Data provided

* * * *

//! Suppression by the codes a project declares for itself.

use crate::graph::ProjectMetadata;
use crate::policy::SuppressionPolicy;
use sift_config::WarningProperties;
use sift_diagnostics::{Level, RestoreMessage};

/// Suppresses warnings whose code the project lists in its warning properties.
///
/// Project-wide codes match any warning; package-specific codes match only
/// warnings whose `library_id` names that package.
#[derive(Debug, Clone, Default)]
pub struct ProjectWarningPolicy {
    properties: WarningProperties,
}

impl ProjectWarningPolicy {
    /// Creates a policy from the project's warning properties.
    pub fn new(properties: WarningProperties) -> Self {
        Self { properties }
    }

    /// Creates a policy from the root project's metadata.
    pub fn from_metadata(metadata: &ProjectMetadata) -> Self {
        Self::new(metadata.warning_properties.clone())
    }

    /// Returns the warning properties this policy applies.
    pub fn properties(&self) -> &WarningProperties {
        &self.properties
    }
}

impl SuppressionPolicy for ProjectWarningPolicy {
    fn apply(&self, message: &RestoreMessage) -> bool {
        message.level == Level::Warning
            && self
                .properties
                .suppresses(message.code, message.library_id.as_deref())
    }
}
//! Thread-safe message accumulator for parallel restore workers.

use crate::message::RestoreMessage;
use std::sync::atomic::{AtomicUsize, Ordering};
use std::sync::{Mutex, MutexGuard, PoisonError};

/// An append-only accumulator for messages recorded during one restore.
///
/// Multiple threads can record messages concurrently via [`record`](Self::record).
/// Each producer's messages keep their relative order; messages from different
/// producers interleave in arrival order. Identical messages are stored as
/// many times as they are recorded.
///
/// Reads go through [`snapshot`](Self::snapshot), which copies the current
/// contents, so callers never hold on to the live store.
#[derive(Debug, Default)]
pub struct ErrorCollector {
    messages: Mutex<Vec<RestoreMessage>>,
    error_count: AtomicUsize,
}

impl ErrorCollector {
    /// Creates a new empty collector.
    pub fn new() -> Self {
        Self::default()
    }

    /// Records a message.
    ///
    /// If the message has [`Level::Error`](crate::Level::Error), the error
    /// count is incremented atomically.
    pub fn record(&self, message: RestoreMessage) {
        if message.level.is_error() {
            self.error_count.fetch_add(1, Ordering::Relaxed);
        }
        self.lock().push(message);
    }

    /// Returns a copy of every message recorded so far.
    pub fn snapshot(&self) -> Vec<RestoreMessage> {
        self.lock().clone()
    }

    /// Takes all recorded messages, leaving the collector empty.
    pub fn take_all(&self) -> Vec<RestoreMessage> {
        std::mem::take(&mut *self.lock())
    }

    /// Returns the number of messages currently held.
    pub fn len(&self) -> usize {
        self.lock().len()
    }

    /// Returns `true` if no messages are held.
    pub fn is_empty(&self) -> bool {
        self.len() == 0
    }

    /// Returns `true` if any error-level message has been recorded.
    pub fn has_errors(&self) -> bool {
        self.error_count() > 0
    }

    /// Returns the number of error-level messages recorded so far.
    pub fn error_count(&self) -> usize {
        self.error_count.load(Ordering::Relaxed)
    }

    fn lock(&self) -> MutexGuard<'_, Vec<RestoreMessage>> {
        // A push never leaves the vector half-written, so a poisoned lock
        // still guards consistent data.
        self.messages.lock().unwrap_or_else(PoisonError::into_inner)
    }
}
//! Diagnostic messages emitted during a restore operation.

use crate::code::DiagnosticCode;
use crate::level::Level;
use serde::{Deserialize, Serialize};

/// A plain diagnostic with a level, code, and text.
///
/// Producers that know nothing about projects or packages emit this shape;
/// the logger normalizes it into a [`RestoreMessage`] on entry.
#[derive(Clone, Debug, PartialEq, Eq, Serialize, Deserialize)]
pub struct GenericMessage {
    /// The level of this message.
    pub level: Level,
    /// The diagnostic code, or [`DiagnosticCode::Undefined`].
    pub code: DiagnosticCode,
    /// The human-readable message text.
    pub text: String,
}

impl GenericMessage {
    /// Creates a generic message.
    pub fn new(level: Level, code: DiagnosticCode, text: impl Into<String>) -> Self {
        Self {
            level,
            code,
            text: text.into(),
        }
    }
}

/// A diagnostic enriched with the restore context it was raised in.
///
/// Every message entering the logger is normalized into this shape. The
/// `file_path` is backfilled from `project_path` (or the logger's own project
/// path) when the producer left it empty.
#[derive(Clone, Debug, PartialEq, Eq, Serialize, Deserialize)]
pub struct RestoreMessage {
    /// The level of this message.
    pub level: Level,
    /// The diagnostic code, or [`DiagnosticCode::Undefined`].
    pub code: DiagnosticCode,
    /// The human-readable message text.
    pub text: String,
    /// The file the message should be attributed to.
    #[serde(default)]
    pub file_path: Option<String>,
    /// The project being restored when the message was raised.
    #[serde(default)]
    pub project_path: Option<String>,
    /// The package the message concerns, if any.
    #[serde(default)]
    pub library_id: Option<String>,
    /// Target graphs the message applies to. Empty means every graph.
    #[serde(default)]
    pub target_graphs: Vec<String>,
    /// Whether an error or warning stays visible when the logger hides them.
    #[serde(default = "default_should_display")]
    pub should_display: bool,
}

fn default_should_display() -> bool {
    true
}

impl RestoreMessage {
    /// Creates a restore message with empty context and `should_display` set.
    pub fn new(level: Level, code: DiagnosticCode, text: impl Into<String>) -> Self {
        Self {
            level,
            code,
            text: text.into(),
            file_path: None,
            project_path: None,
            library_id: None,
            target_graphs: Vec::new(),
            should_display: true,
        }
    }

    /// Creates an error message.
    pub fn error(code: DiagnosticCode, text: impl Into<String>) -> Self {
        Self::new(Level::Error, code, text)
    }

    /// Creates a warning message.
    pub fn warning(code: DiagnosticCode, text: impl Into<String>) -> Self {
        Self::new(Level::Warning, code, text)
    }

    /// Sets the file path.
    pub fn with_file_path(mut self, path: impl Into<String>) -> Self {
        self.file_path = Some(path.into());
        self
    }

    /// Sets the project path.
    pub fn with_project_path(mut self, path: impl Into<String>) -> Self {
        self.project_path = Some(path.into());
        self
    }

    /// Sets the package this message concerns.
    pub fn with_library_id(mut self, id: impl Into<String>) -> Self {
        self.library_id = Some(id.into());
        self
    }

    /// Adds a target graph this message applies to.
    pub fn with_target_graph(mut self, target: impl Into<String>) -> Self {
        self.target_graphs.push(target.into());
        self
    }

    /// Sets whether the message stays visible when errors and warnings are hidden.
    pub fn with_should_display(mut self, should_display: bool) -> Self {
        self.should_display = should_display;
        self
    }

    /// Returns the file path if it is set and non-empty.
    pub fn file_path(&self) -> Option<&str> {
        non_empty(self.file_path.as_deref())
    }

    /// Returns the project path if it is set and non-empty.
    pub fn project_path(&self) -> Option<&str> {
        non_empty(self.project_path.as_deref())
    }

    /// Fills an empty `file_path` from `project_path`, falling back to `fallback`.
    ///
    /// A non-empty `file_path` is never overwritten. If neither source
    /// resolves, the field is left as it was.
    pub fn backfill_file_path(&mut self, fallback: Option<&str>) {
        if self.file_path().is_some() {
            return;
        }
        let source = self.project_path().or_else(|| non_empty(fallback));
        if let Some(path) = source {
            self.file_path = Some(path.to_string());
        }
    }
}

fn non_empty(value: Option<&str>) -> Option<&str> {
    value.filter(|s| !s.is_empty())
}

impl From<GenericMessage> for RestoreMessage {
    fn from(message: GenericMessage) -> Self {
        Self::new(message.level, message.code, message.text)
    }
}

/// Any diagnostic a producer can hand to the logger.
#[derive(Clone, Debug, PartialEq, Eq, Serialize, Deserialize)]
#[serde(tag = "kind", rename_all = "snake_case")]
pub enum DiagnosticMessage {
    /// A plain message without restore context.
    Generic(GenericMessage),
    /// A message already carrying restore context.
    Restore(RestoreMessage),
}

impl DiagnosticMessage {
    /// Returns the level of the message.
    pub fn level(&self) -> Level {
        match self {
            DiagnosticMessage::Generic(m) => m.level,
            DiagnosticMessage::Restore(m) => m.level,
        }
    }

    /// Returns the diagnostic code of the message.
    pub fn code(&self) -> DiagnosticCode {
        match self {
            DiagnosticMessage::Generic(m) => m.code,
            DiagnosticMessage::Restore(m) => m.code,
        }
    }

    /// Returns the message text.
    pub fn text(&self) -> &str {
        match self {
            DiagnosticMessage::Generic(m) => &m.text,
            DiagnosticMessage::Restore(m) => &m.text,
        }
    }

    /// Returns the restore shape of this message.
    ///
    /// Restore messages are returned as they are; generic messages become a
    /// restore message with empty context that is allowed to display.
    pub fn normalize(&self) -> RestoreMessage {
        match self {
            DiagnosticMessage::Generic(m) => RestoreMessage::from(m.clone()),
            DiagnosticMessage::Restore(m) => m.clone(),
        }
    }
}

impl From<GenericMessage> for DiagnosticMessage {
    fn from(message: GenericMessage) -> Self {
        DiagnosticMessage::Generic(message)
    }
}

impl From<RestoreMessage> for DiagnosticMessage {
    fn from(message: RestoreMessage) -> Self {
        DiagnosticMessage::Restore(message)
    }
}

* * * *

Give back precisely the lines above that start at the line containing "pub fn has_errors(&self)" and end at the line containing "a generic message.", inclusive. No other lines belong in the output.

    pub fn has_errors(&self) -> bool {
        self.error_count() > 0
    }

    /// Returns the number of error-level messages recorded so far.
    pub fn error_count(&self) -> usize {
        self.error_count.load(Ordering::Relaxed)
    }

    fn lock(&self) -> MutexGuard<'_, Vec<RestoreMessage>> {
        // A push never leaves the vector half-written, so a poisoned lock
        // still guards consistent data.
        self.messages.lock().unwrap_or_else(PoisonError::into_inner)
    }
}
//! Diagnostic messages emitted during a restore operation.

use crate::code::DiagnosticCode;
use crate::level::Level;
use serde::{Deserialize, Serialize};

/// A plain diagnostic with a level, code, and text.
///
/// Producers that know nothing about projects or packages emit this shape;
/// the logger normalizes it into a [`RestoreMessage`] on entry.
#[derive(Clone, Debug, PartialEq, Eq, Serialize, Deserialize)]
pub struct GenericMessage {
    /// The level of this message.
    pub level: Level,
    /// The diagnostic code, or [`DiagnosticCode::Undefined`].
    pub code: DiagnosticCode,
    /// The human-readable message text.
    pub text: String,
}

impl GenericMessage {
    /// Creates a generic message.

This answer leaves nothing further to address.